- **How to complete this task**: List the lines of this listing that hold the word "config".

- **Excerpted data**:
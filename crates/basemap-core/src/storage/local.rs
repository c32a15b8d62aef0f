//! Browser `localStorage` scalar store for WebAssembly.

use super::{ScalarStore, ScalarValue, StorageError, StorageResult};
use web_sys::Storage;

/// Scalar store backed by `window.localStorage`.
///
/// Values are stored as strings; numbers are recognised again on read.
pub struct LocalStorageScalarStore {
    storage: Storage,
}

impl LocalStorageScalarStore {
    pub fn new() -> StorageResult<Self> {
        let window = web_sys::window().ok_or_else(|| StorageError::Other("No window object".to_string()))?;
        let storage = window
            .local_storage()
            .map_err(|e| StorageError::Other(format!("localStorage error: {:?}", e)))?
            .ok_or_else(|| StorageError::Other("localStorage not available".to_string()))?;
        Ok(Self { storage })
    }
}

impl ScalarStore for LocalStorageScalarStore {
    fn get(&self, key: &str) -> StorageResult<Option<ScalarValue>> {
        let value = self
            .storage
            .get_item(key)
            .map_err(|e| StorageError::Other(format!("getItem error: {:?}", e)))?;
        Ok(value.map(|text| match text.parse::<f64>() {
            Ok(n) if n.to_string() == text => ScalarValue::Number(n),
            _ => ScalarValue::Text(text),
        }))
    }

    fn set(&mut self, key: &str, value: ScalarValue) -> StorageResult<()> {
        let text = match value {
            ScalarValue::Number(n) => n.to_string(),
            ScalarValue::Text(s) => s,
        };
        // Browsers throw QuotaExceededError here; nothing else is expected.
        self.storage
            .set_item(key, &text)
            .map_err(|_| StorageError::QuotaExceeded(key.to_string()))
    }

    fn remove(&mut self, key: &str) -> StorageResult<()> {
        self.storage
            .remove_item(key)
            .map_err(|e| StorageError::Other(format!("removeItem error: {:?}", e)))
    }

    fn keys(&self) -> StorageResult<Vec<String>> {
        let len = self
            .storage
            .length()
            .map_err(|e| StorageError::Other(format!("localStorage error: {:?}", e)))?;
        let mut keys = Vec::with_capacity(len as usize);
        for i in 0..len {
            if let Ok(Some(key)) = self.storage.key(i) {
                keys.push(key);
            }
        }
        Ok(keys)
    }
}
//! Basemap Core Library
//!
//! Platform-agnostic viewport for an infinite, pannable and zoomable map:
//! coordinate conversion, click-vs-drag gestures, tracked elements and a
//! persisted undo/redo history.

pub mod camera;
pub mod config;
pub mod element;
pub mod gesture;
pub mod history;
pub mod input;
pub mod storage;
pub mod viewport;

pub use camera::{Camera, ViewportFrame};
pub use config::{ConfigError, ViewportConfig};
pub use element::{ElementId, ElementRegistry, ElementSnapshotRecord, RegistryEvent, TrackedElement};
pub use gesture::{GestureController, GestureEvent, GestureState};
pub use history::{HistoryError, HistoryIndex, HistoryManager};
pub use input::{
    InputTarget, KeyCommand, KeyInput, Modifiers, MouseButton, MouseInput, PointerIntent, TouchInput,
    TouchTracker, WheelInput,
};
pub use storage::{Compressor, ObjectStore, ScalarStore, ScalarValue, SessionStore, StorageError};
pub use viewport::{HistoryCommand, KeyResponse, Viewport, ViewportHooks};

- **Response**:
pub mod config;
pub use config::{ConfigError, ViewportConfig};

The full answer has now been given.